> [EXTRACTED RECORDS]
//! In-memory object store
//!
//! Behaves like a single S3 bucket closely enough for handler and gateway
//! tests: metadata keys are lower-cased, deletes of missing keys succeed and
//! listings come back in key order.

use async_trait::async_trait;
use chrono::{DateTime, Utc};
use std::collections::{BTreeMap, HashSet};
use tokio::sync::RwLock;

use crate::{
    error::{StoreError, StoreResult},
    storage::{
        BucketStatus, Metadata, NewObject, ObjectHead, ObjectStore, ObjectSummary,
        normalize_metadata,
    },
};

#[derive(Debug, Clone)]
struct StoredObject {
    body: Vec<u8>,
    content_type: String,
    metadata: Metadata,
    last_modified: DateTime<Utc>,
}

/// Object store kept entirely in process memory
#[derive(Debug, Default)]
pub struct InMemoryObjectStore {
    bucket: String,
    objects: RwLock<BTreeMap<String, StoredObject>>,
    failing_heads: RwLock<HashSet<String>>,
    failing_put_suffixes: RwLock<HashSet<String>>,
}

impl InMemoryObjectStore {
    pub fn new(bucket: impl Into<String>) -> Self {
        Self {
            bucket: bucket.into(),
            ..Default::default()
        }
    }

    /// Make every HEAD on `key` fail with an upstream error
    pub async fn fail_head(&self, key: &str) {
        self.failing_heads.write().await.insert(key.to_string());
    }

    /// Make every PUT of a key ending in `suffix` fail with an upstream error
    pub async fn fail_put(&self, suffix: &str) {
        self.failing_put_suffixes
            .write()
            .await
            .insert(suffix.to_string());
    }

    /// Raw body of a stored object
    pub async fn body(&self, key: &str) -> Option<Vec<u8>> {
        self.objects.read().await.get(key).map(|obj| obj.body.clone())
    }

    pub async fn len(&self) -> usize {
        self.objects.read().await.len()
    }

    pub async fn is_empty(&self) -> bool {
        self.objects.read().await.is_empty()
    }
}

#[async_trait]
impl ObjectStore for InMemoryObjectStore {
    fn bucket(&self) -> &str {
        &self.bucket
    }

    fn public_url(&self, key: &str) -> String {
        format!("memory://{}/{}", self.bucket, key)
    }

    async fn list(&self, prefix: &str) -> StoreResult<Vec<ObjectSummary>> {
        let objects = self.objects.read().await;
        Ok(objects
            .range(prefix.to_string()..)
            .take_while(|(key, _)| key.starts_with(prefix))
            .map(|(key, obj)| ObjectSummary {
                key: key.clone(),
                size: obj.body.len() as u64,
                last_modified: Some(obj.last_modified),
            })
            .collect())
    }

    async fn head(&self, key: &str) -> StoreResult<ObjectHead> {
        if self.failing_heads.read().await.contains(key) {
            return Err(StoreError::Upstream {
                code: "InternalError".to_string(),
                message: format!("injected HEAD failure for {}", key),
            });
        }

        let objects = self.objects.read().await;
        let obj = objects
            .get(key)
            .ok_or_else(|| StoreError::NotFound(key.to_string()))?;

        Ok(ObjectHead {
            content_type: Some(obj.content_type.clone()),
            content_length: obj.body.len() as u64,
            last_modified: Some(obj.last_modified),
            metadata: obj.metadata.clone(),
        })
    }

    async fn put(&self, object: NewObject) -> StoreResult<()> {
        let failing = self.failing_put_suffixes.read().await;
        if failing.iter().any(|suffix| object.key.ends_with(suffix.as_str())) {
            return Err(StoreError::Upstream {
                code: "InternalError".to_string(),
                message: format!("injected PUT failure for {}", object.key),
            });
        }
        drop(failing);

        let stored = StoredObject {
            body: object.body,
            content_type: object.content_type,
            metadata: normalize_metadata(object.metadata),
            last_modified: Utc::now(),
        };
        self.objects.write().await.insert(object.key, stored);
        Ok(())
    }

    async fn replace_metadata(
        &self,
        key: &str,
        content_type: Option<&str>,
        metadata: Metadata,
    ) -> StoreResult<()> {
        let mut objects = self.objects.write().await;
        let obj = objects
            .get_mut(key)
            .ok_or_else(|| StoreError::NotFound(key.to_string()))?;

        obj.metadata = normalize_metadata(metadata);
        if let Some(content_type) = content_type {
            obj.content_type = content_type.to_string();
        }
        obj.last_modified = Utc::now();
        Ok(())
    }

    async fn delete(&self, key: &str) -> StoreResult<()> {
        self.objects.write().await.remove(key);
        Ok(())
    }

    async fn check_bucket(&self) -> StoreResult<BucketStatus> {
        Ok(BucketStatus {
            bucket: self.bucket.clone(),
            region: "local".to_string(),
            object_count: self.objects.read().await.len().min(1),
        })
    }
}
//! Site API routes

use axum::{
    Extension, Json, Router,
    extract::{DefaultBodyLimit, Multipart, Path, Query, State, multipart::MultipartError},
    http::{HeaderValue, Method, header},
    middleware,
    response::IntoResponse,
    routing::{delete, get, post, put},
};
use axum_extra::TypedHeader;
use ngo_common::StoreError;
use serde_json::json;
use tower_http::{
    compression::CompressionLayer, cors::CorsLayer, set_header::SetResponseHeaderLayer,
    trace::TraceLayer,
};
use tracing::{error, info, warn};

use crate::{
    config::AppConfig,
    error::{ApiError, ApiResult},
    middleware::{SessionId, auth_middleware, rate_limit_middleware},
    models::{
        LoginRequest, LoginResponse, SuccessResponse, VerifyResponse,
        contact::ContactRequest,
        image::{
            ConnectionTestResponse, ImageListResponse, ImageQuery, ImageUpload,
            UpdateMetadataRequest, UpdateMetadataResponse, UploadResponse,
        },
    },
    session::Session,
    state::AppState,
    validation::{
        MAX_FILE_SIZE, MAX_FILES_PER_UPLOAD, sanitize_metadata_value, validate_category,
        validate_image_file,
    },
};

/// Request body limit for uploads, with headroom for the form fields
const UPLOAD_BODY_LIMIT: usize = MAX_FILES_PER_UPLOAD * MAX_FILE_SIZE + 1024 * 1024;

/// Category that needs a description on every upload
const TEAM_CATEGORY: &str = "team";

/// Create the router for the site API
pub fn create_router(state: AppState, cors: CorsLayer) -> Router {
    let protected_routes = Router::new()
        .route("/api/admin/verify", get(verify_session))
        .route(
            "/api/images/upload",
            post(upload_images).layer(DefaultBodyLimit::max(UPLOAD_BODY_LIMIT)),
        )
        .route("/api/images/:key/metadata", put(update_image_metadata))
        .route("/api/images/:key", delete(delete_image))
        .route("/api/s3/test", get(test_connection))
        .route_layer(middleware::from_fn_with_state(
            state.clone(),
            auth_middleware,
        ));

    let api_routes = Router::new()
        .route("/api/admin/login", post(login))
        .route("/api/admin/logout", post(logout))
        .route("/api/images", get(list_images))
        .route("/api/contact", post(submit_contact))
        .merge(protected_routes)
        .layer(middleware::from_fn_with_state(
            state.clone(),
            rate_limit_middleware,
        ));

    Router::new()
        .route("/health", get(health_check))
        .merge(api_routes)
        .layer(SetResponseHeaderLayer::if_not_present(
            header::X_CONTENT_TYPE_OPTIONS,
            HeaderValue::from_static("nosniff"),
        ))
        .layer(SetResponseHeaderLayer::if_not_present(
            header::X_FRAME_OPTIONS,
            HeaderValue::from_static("SAMEORIGIN"),
        ))
        .layer(SetResponseHeaderLayer::if_not_present(
            header::REFERRER_POLICY,
            HeaderValue::from_static("no-referrer"),
        ))
        .layer(CompressionLayer::new())
        .layer(cors)
        .layer(TraceLayer::new_for_http())
        .with_state(state)
}

/// Permissive CORS in development, configured origins only in production
pub fn cors_layer(config: &AppConfig) -> CorsLayer {
    if !config.is_production() {
        return CorsLayer::permissive();
    }

    let origins: Vec<HeaderValue> = config
        .cors_allowed_origins
        .iter()
        .filter_map(|origin| match HeaderValue::from_str(origin) {
            Ok(value) => Some(value),
            Err(_) => {
                warn!("Ignoring invalid CORS origin: {}", origin);
                None
            }
        })
        .collect();

    CorsLayer::new()
        .allow_origin(origins)
        .allow_methods([Method::GET, Method::POST, Method::PUT, Method::DELETE])
        .allow_headers([header::CONTENT_TYPE, header::HeaderName::from_static("x-session-id")])
}

/// Health check endpoint
pub async fn health_check() -> impl IntoResponse {
    Json(json!({
        "status": "ok",
        "service": "ngo-site"
    }))
}

/// Exchange admin credentials for a session token
pub async fn login(
    State(state): State<AppState>,
    Json(payload): Json<LoginRequest>,
) -> ApiResult<Json<LoginResponse>> {
    let session = state
        .sessions
        .login(&payload.username, &payload.password)
        .await
        .ok_or(ApiError::InvalidCredentials)?;

    Ok(Json(LoginResponse {
        success: true,
        session_id: session.id,
        expires_in: state.sessions.ttl_seconds(),
    }))
}

/// End the caller's session, if it has one
pub async fn logout(
    State(state): State<AppState>,
    session_id: Option<TypedHeader<SessionId>>,
) -> Json<SuccessResponse> {
    if let Some(TypedHeader(SessionId(id))) = session_id {
        state.sessions.logout(&id).await;
    }

    Json(SuccessResponse::with_message("Logged out successfully"))
}

/// Report who the session belongs to and when it ends
pub async fn verify_session(Extension(session): Extension<Session>) -> Json<VerifyResponse> {
    Json(VerifyResponse {
        success: true,
        username: session.username,
        expires_at: session.expires_at,
    })
}

/// List images, newest first
pub async fn list_images(
    State(state): State<AppState>,
    Query(query): Query<ImageQuery>,
) -> ApiResult<Json<ImageListResponse>> {
    let category = query
        .category
        .as_deref()
        .map(str::trim)
        .filter(|category| !category.is_empty() && *category != "all");

    if let Some(category) = category {
        validate_category(category).map_err(ApiError::BadRequest)?;
    }

    let images = state.images.list_images(category).await.map_err(|e| {
        error!("Failed to list images: {}", e);
        ApiError::store("Failed to list images", e)
    })?;

    Ok(Json(ImageListResponse {
        success: true,
        count: images.len(),
        images,
    }))
}

/// Upload one or more images into a category
pub async fn upload_images(
    State(state): State<AppState>,
    Extension(session): Extension<Session>,
    mut multipart: Multipart,
) -> ApiResult<Json<UploadResponse>> {
    let mut category = String::new();
    let mut description = String::new();
    let mut files = Vec::new();

    while let Some(field) = multipart.next_field().await.map_err(multipart_error)? {
        let name = field.name().map(str::to_string);
        match name.as_deref() {
            Some("category") => category = field.text().await.map_err(multipart_error)?,
            Some("description") => description = field.text().await.map_err(multipart_error)?,
            Some("images") | Some("images[]") => {
                if files.len() >= MAX_FILES_PER_UPLOAD {
                    return Err(ApiError::BadRequest(format!(
                        "Too many files. Maximum is {}.",
                        MAX_FILES_PER_UPLOAD
                    )));
                }

                let original_name = field.file_name().unwrap_or("image").to_string();
                let content_type = field.content_type().unwrap_or_default().to_string();

                // Reject before reading the body when the type is already wrong
                if !content_type.starts_with("image/") {
                    return Err(ApiError::BadRequest(
                        "Only image files are allowed!".to_string(),
                    ));
                }

                let data = field.bytes().await.map_err(multipart_error)?;
                let extension = validate_image_file(&original_name, &content_type, data.len())
                    .map_err(ApiError::BadRequest)?;

                files.push(ImageUpload {
                    original_name,
                    content_type,
                    extension,
                    data: data.to_vec(),
                });
            }
            other => warn!("Ignoring unexpected upload field: {:?}", other),
        }
    }

    let category = category.trim();
    validate_category(category).map_err(ApiError::BadRequest)?;

    if category == TEAM_CATEGORY && sanitize_metadata_value(&description).is_empty() {
        return Err(ApiError::BadRequest(
            "Description is required for team members".to_string(),
        ));
    }

    if files.is_empty() {
        return Err(ApiError::BadRequest("No files uploaded".to_string()));
    }

    info!(
        "Admin {} uploading {} files to {}",
        session.username,
        files.len(),
        category
    );

    let uploaded = state
        .images
        .upload_images(files, category, &description)
        .await
        .map_err(|e| {
            error!("Failed to upload images: {}", e);
            ApiError::store("Upload failed", e)
        })?;

    Ok(Json(UploadResponse {
        success: true,
        files: uploaded,
    }))
}

/// Replace the description of one image
pub async fn update_image_metadata(
    State(state): State<AppState>,
    Path(key): Path<String>,
    Json(payload): Json<UpdateMetadataRequest>,
) -> ApiResult<Json<UpdateMetadataResponse>> {
    let description = payload
        .description
        .filter(|description| !sanitize_metadata_value(description).is_empty())
        .ok_or_else(|| ApiError::BadRequest("Description is required".to_string()))?;

    let new_description = state
        .images
        .update_description(&key, &description)
        .await
        .map_err(|e| {
            error!("Failed to update metadata for {}: {}", key, e);
            ApiError::store("Failed to update metadata", e)
        })?;

    Ok(Json(UpdateMetadataResponse {
        success: true,
        message: "Metadata updated successfully".to_string(),
        new_description,
    }))
}

/// Delete one image
pub async fn delete_image(
    State(state): State<AppState>,
    Path(key): Path<String>,
) -> ApiResult<Json<SuccessResponse>> {
    state.images.delete_image(&key).await.map_err(|e| {
        error!("Failed to delete {}: {}", key, e);
        ApiError::store("Failed to delete image", e)
    })?;

    Ok(Json(SuccessResponse::with_message("Image deleted successfully")))
}

/// Check the bucket is reachable with the configured credentials
pub async fn test_connection(
    State(state): State<AppState>,
) -> ApiResult<Json<ConnectionTestResponse>> {
    let status = state.images.check_connection().await.map_err(|e| {
        error!("S3 connection test failed: {}", e);
        connection_error(e)
    })?;

    Ok(Json(ConnectionTestResponse {
        success: true,
        message: "S3 connection successful".to_string(),
        bucket: status.bucket,
        region: status.region,
        object_count: status.object_count,
    }))
}

/// Accept a contact form submission
pub async fn submit_contact(
    State(state): State<AppState>,
    Json(payload): Json<ContactRequest>,
) -> ApiResult<Json<SuccessResponse>> {
    state.contact.submit(&payload).await?;

    Ok(Json(SuccessResponse::with_message(
        "Thank you for your message! We will get back to you soon.",
    )))
}

fn multipart_error(err: MultipartError) -> ApiError {
    warn!("Malformed upload: {}", err);
    ApiError::BadRequest(err.body_text())
}

/// Explain a failed connection test in terms an operator can act on
fn connection_error(err: StoreError) -> ApiError {
    let (error, suggestion) = match &err {
        StoreError::BucketNotFound(bucket) => (
            "Bucket does not exist".to_string(),
            format!("Create bucket '{}' in the configured region", bucket),
        ),
        StoreError::AccessDenied(_) => (
            "Access denied to bucket".to_string(),
            "Check IAM permissions for S3 access".to_string(),
        ),
        StoreError::Upstream { code, .. } => match code.as_str() {
            "InvalidAccessKeyId" => (
                "Invalid AWS Access Key ID".to_string(),
                "Check AWS_ACCESS_KEY_ID".to_string(),
            ),
            "SignatureDoesNotMatch" => (
                "Invalid AWS Secret Access Key".to_string(),
                "Check AWS_SECRET_ACCESS_KEY".to_string(),
            ),
            "ExpiredToken" | "TokenRefreshRequired" => (
                "AWS credentials have expired".to_string(),
                "Generate new AWS credentials".to_string(),
            ),
            _ => (
                "S3 connection failed".to_string(),
                "Check AWS credentials and configuration".to_string(),
            ),
        },
        StoreError::NotFound(_) => (
            "S3 connection failed".to_string(),
            "Check AWS credentials and configuration".to_string(),
        ),
    };

    ApiError::Upstream {
        error,
        details: err.to_string(),
        code: Some(err.code().to_string()),
        suggestion: Some(suggestion),
    }
}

> [ASSIGNMENT] Tell how many lines of the data above hold the string "successfully". The number alone is the answer.

> [SOLUTION FOR THIS EXERCISE] 3